Amar(Ritesih) has a bungalow to sell and Prem(Aftab) is supposed to help him. Meet(Vivek) also accompanies them to Doodhwaadi, a village where old women talk in innuendos and ghosts look forward to having fun with youngsters.The three men and the ghost gyrate when it’s least needed and keep flaunting their assets and making unfunny ‘cock’, ‘Viagra’ and ‘pussy’ jokes.


Eye-rolling sequences keep unfolding, especially in the second half. Babu Rangeela(Shreyas Talpade in a cameo), a gigolo(the filmmaker, assuming that audience would not know what it means very helpfully has one his character explain that he is a male prostitute), gets turned into a chicken and eventually cooked into a dish with two friends fighting for the breast piece and the leg piece. And if that wasn’t enough there is Baba Antakshari(Sanjay Mishra) pooping watermelon, a very large one at that. It made me cry(besides rolling the eyes) at the plight of this very fine actor.

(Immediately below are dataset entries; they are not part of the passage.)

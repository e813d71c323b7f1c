//! The header protocol: the two fixed ciphertext pages at the start of every
//! file this driver produces. Page 0 is a plaintext configuration record;
//! page 1 is an encrypted test phrase used to detect a wrong key.

use crate::cipher::CipherAdapter;
use crate::config::{CipherId, Configuration, ModeId, TEST_PHRASE};
use crate::error::{Result, VfdError};

/// Renders page 0's eight-field text record, zero-padded to
/// `ciphertext_page_size` bytes (the actual destination buffer size, not
/// some other configuration-record constant — see the open question in
/// spec.md §9).
pub fn encode_page0(cfg: &Configuration) -> Vec<u8> {
    let text = format!(
        "plaintext_page_size: {}\n\
         ciphertext_page_size: {}\n\
         encryption_buffer_size: {}\n\
         cipher: {}\n\
         cipher_block_size: {}\n\
         key_size: {}\n\
         iv_size: {}\n\
         mode: {}\n",
        cfg.plaintext_page_size,
        cfg.ciphertext_page_size,
        cfg.encryption_buffer_size,
        cfg.cipher_id as u32,
        cfg.cipher_block_size,
        cfg.key_size,
        cfg.iv_size,
        cfg.mode_id as u32,
    );
    let mut page = vec![0u8; cfg.ciphertext_page_size as usize];
    let bytes = text.as_bytes();
    let n = bytes.len().min(page.len());
    page[..n].copy_from_slice(&bytes[..n]);
    page
}

struct ParsedFields {
    plaintext_page_size: u64,
    ciphertext_page_size: u64,
    encryption_buffer_size: u64,
    cipher: u64,
    cipher_block_size: u64,
    key_size: u64,
    iv_size: u64,
    mode: u64,
}

const FIELD_ORDER: [&str; 8] = [
    "plaintext_page_size",
    "ciphertext_page_size",
    "encryption_buffer_size",
    "cipher",
    "cipher_block_size",
    "key_size",
    "iv_size",
    "mode",
];

fn parse_page0(raw: &[u8]) -> Result<ParsedFields> {
    let text = std::str::from_utf8(raw)
        .map_err(|_| VfdError::CorruptHeader("page 0 is not valid UTF-8"))?;

    let mut values = [None; 8];
    for line in text.lines() {
        let line = line.trim_end();
        if line.is_empty() {
            continue;
        }
        let Some((name, value)) = line.split_once(':') else {
            continue;
        };
        let name = name.trim();
        let Some(idx) = FIELD_ORDER.iter().position(|f| *f == name) else {
            continue;
        };
        let value: u64 = value
            .trim()
            .parse()
            .map_err(|_| VfdError::CorruptHeader("non-numeric field in page 0"))?;
        values[idx] = Some(value);
    }

    let mut out = [0u64; 8];
    for (slot, value) in out.iter_mut().zip(values.iter()) {
        *slot = value.ok_or(VfdError::CorruptHeader("missing field in page 0"))?;
    }

    Ok(ParsedFields {
        plaintext_page_size: out[0],
        ciphertext_page_size: out[1],
        encryption_buffer_size: out[2],
        cipher: out[3],
        cipher_block_size: out[4],
        key_size: out[5],
        iv_size: out[6],
        mode: out[7],
    })
}

/// Parses page 0 and compares every field, strictly, against `cfg`.
pub fn verify_page0(raw: &[u8], cfg: &Configuration) -> Result<()> {
    let parsed = parse_page0(raw)?;

    macro_rules! check {
        ($field:ident, $name:literal, $supplied:expr) => {
            if parsed.$field != $supplied as u64 {
                return Err(VfdError::ConfigMismatch {
                    field: $name,
                    stored: parsed.$field,
                    supplied: $supplied as u64,
                });
            }
        };
    }

    check!(plaintext_page_size, "plaintext_page_size", cfg.plaintext_page_size);
    check!(ciphertext_page_size, "ciphertext_page_size", cfg.ciphertext_page_size);
    check!(encryption_buffer_size, "encryption_buffer_size", cfg.encryption_buffer_size);
    check!(cipher, "cipher", cfg.cipher_id as u32);
    check!(cipher_block_size, "cipher_block_size", cfg.cipher_block_size);
    check!(key_size, "key_size", cfg.key_size);
    check!(iv_size, "iv_size", cfg.iv_size);
    check!(mode, "mode", cfg.mode_id as u32);

    if CipherId::from_u32(parsed.cipher as u32).is_none() {
        return Err(VfdError::CorruptHeader("unknown cipher id in page 0"));
    }
    if ModeId::from_u32(parsed.mode as u32).is_none() {
        return Err(VfdError::CorruptHeader("unknown mode id in page 0"));
    }

    Ok(())
}

/// Builds the encrypted page 1: the literal test phrase, zero-padded to
/// `plaintext_page_size`, encrypted with a fresh IV.
pub fn encode_page1(cfg: &Configuration, adapter: &CipherAdapter) -> Result<Vec<u8>> {
    let mut plaintext = vec![0u8; cfg.plaintext_page_size as usize];
    plaintext[..TEST_PHRASE.len()].copy_from_slice(TEST_PHRASE);

    let mut page = vec![0u8; cfg.ciphertext_page_size as usize];
    let used = cfg.iv_size as usize + cfg.plaintext_page_size as usize;
    adapter.encrypt_page(&cfg.key, &plaintext, &mut page[..used])?;
    Ok(page)
}

/// Decrypts page 1 and checks the test phrase byte-for-byte.
pub fn verify_page1(raw: &[u8], cfg: &Configuration, adapter: &CipherAdapter) -> Result<()> {
    let used = cfg.iv_size as usize + cfg.plaintext_page_size as usize;
    if raw.len() < used {
        return Err(VfdError::CorruptHeader("page 1 truncated"));
    }
    let mut plaintext = vec![0u8; cfg.plaintext_page_size as usize];
    adapter.decrypt_page(&cfg.key, &raw[..used], &mut plaintext)?;

    if &plaintext[..TEST_PHRASE.len()] != TEST_PHRASE {
        return Err(VfdError::KeyVerificationFailed);
    }
    Ok(())
}

#[cfg(test)]
mod tests {
    use super::*;

    fn cfg() -> Configuration {
        Configuration::with_defaults((0u8..32).collect()).unwrap()
    }

    #[test]
    fn page0_round_trips() {
        let cfg = cfg();
        let encoded = encode_page0(&cfg);
        assert_eq!(encoded.len(), cfg.ciphertext_page_size as usize);
        verify_page0(&encoded, &cfg).unwrap();
    }

    #[test]
    fn page0_mismatch_is_detected() {
        let cfg = cfg();
        let mut other = cfg.clone();
        other.plaintext_page_size = 8192;
        other.ciphertext_page_size = 8208;
        let encoded = encode_page0(&cfg);
        assert!(matches!(
            verify_page0(&encoded, &other),
            Err(VfdError::ConfigMismatch { .. })
        ));
    }

    #[test]
    fn page0_missing_field_is_corrupt() {
        let cfg = cfg();
        let mut raw = vec![0u8; cfg.ciphertext_page_size as usize];
        raw[..5].copy_from_slice(b"mode:");
        assert!(matches!(verify_page0(&raw, &cfg), Err(VfdError::CorruptHeader(_))));
    }

    #[test]
    fn page1_round_trips() {
        let cfg = cfg();
        let adapter = CipherAdapter::new(&cfg);
        let page = encode_page1(&cfg, &adapter).unwrap();
        verify_page1(&page, &cfg, &adapter).unwrap();
    }

    #[test]
    fn page1_wrong_key_fails_verification() {
        let cfg = cfg();
        let other = Configuration::with_defaults(vec![0xFF; 32]).unwrap();
        let adapter = CipherAdapter::new(&cfg);
        let other_adapter = CipherAdapter::new(&other);
        let page = encode_page1(&cfg, &adapter).unwrap();
        assert!(matches!(
            verify_page1(&page, &other, &other_adapter),
            Err(VfdError::KeyVerificationFailed)
        ));
    }
}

Rautela is made to rant, shimmy and shake in old-Bollywood vamp style. At least she has something to do, poor thing. As opposed to Deshmukh, Oberoi and Shivdasani, who are handed out such deathless lines as: “baahar ki biryani aur ghar ki daal bhi nahin milti.” A village they fetch up in is called ‘Doodhawadi’, and one of them comes up with ‘let’s milk this opportunity’, not once but twice. A dish of chicken is divided into ‘breast pieces’ and ‘leg pieces’. And so on, and on.